Task brief: Filter the entries down to the lines containing "leptos", and copy those lines.

Data records:
'''

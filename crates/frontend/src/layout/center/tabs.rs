use crate::layout::global_context::{AppGlobalContext, Tab as TabData};
use crate::layout::tabs::TabPage;
use crate::shared::icons::icon;
use leptos::ev;
use leptos::prelude::*;

/// Заголовок таба с кнопкой закрытия
#[component]
fn TabHeader(tab: TabData) -> impl IntoView {
    let tabs_store = leptos::context::use_context::<AppGlobalContext>()
        .expect("AppGlobalContext context not found");

    let key_for_active = tab.key.clone();
    let is_active =
        Memo::new(move |_| tabs_store.active.get().as_deref() == Some(key_for_active.as_str()));

    let key_for_click = tab.key.clone();
    let on_click = move |_| tabs_store.activate_tab(&key_for_click);

    let key_for_close = tab.key.clone();
    let on_close = move |ev: ev::MouseEvent| {
        ev.stop_propagation();
        tabs_store.close_tab(&key_for_close);
    };

    view! {
        <div class="tab" class:active=is_active on:click=on_click>
            <span>{tab.title}</span>
            <button class="tab-close" on:click=on_close title="Закрыть">
                {icon("x")}
            </button>
        </div>
    }
}

#[component]
pub fn Tabs() -> impl IntoView {
    let tabs_store = leptos::context::use_context::<AppGlobalContext>()
        .expect("AppGlobalContext context not found");

    view! {
        <div class="tabs">
            <div class="tabs__header">
                <For
                    each=move || tabs_store.opened.get()
                    key=|tab| tab.key.clone()
                    children=move |tab: TabData| view! { <TabHeader tab=tab /> }
                />
            </div>
            <Show
                when=move || tabs_store.opened.with(|tabs| !tabs.is_empty())
                fallback=|| view! {
                    <div class="tabs__empty">"Выберите раздел в меню слева"</div>
                }
            >
                <For
                    each=move || tabs_store.opened.get()
                    key=|tab| tab.key.clone()
                    children=move |tab: TabData| view! { <TabPage tab=tab tabs_store=tabs_store /> }
                />
            </Show>
        </div>
    }
}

'''

Response to the task:
use leptos::ev;
use leptos::prelude::*;
    let tabs_store = leptos::context::use_context::<AppGlobalContext>()
    let tabs_store = leptos::context::use_context::<AppGlobalContext>()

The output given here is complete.